▸ Data supplied

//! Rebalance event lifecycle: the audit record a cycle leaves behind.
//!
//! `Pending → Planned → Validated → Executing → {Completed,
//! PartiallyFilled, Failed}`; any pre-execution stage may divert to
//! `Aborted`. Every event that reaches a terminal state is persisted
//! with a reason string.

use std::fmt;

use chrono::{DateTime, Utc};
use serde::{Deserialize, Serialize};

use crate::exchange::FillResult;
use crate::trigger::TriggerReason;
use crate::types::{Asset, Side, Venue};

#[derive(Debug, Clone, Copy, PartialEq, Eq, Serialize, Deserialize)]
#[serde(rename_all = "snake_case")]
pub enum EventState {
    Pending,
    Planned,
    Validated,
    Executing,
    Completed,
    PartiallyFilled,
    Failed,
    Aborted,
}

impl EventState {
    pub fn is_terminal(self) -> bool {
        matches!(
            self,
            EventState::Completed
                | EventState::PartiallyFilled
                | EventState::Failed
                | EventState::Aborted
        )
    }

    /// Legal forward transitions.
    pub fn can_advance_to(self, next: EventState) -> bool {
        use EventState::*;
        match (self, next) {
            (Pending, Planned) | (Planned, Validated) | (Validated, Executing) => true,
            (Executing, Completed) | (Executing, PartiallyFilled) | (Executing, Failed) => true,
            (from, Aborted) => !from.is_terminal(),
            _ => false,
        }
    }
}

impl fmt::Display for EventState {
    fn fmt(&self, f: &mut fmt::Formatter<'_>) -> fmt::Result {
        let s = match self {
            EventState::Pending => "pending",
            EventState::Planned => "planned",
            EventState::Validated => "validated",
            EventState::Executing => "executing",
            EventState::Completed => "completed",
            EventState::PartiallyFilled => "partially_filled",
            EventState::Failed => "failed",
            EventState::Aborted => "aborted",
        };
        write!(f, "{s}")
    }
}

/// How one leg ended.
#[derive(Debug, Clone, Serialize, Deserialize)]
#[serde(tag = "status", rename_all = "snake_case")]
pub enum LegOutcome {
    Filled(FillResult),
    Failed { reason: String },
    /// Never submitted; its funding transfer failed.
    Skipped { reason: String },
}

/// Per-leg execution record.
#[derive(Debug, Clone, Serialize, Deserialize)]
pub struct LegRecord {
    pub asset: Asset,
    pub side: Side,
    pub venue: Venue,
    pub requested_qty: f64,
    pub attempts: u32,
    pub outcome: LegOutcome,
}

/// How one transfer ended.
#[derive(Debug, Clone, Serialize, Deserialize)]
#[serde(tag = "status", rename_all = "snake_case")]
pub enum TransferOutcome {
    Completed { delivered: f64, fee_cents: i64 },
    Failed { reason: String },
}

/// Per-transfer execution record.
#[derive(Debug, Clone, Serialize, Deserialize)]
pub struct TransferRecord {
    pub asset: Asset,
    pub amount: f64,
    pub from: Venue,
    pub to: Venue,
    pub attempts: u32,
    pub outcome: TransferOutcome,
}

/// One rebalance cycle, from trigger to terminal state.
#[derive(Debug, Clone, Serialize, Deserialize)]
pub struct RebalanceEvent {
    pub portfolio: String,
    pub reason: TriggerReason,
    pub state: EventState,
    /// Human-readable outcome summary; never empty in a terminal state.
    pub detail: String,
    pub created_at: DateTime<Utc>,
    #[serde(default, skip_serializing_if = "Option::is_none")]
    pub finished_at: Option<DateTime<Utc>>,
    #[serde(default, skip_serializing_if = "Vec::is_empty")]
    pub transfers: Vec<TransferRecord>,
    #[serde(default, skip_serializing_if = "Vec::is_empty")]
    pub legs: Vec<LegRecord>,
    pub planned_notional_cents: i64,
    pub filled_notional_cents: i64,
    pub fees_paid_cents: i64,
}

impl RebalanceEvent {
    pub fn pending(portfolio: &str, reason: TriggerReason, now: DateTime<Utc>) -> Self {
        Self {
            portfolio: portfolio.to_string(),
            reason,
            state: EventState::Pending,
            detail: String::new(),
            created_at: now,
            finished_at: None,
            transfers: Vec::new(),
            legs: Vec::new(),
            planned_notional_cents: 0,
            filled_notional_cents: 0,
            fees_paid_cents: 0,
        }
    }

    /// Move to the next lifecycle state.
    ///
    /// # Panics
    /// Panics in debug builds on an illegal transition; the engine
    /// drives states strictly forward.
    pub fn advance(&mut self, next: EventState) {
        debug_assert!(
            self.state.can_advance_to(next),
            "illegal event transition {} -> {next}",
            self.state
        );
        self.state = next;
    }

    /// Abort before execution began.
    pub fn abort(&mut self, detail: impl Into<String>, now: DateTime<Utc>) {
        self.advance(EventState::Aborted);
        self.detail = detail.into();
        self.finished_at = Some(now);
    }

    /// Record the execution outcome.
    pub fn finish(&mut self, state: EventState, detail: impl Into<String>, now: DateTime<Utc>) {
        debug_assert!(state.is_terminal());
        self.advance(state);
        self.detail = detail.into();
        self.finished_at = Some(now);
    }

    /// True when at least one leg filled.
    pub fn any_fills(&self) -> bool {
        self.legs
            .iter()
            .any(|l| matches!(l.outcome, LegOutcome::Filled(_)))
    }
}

▸ Directions
Extract every line from the records above that contains the word "forward".

▸ Answer to this problem
    /// Legal forward transitions.
    /// drives states strictly forward.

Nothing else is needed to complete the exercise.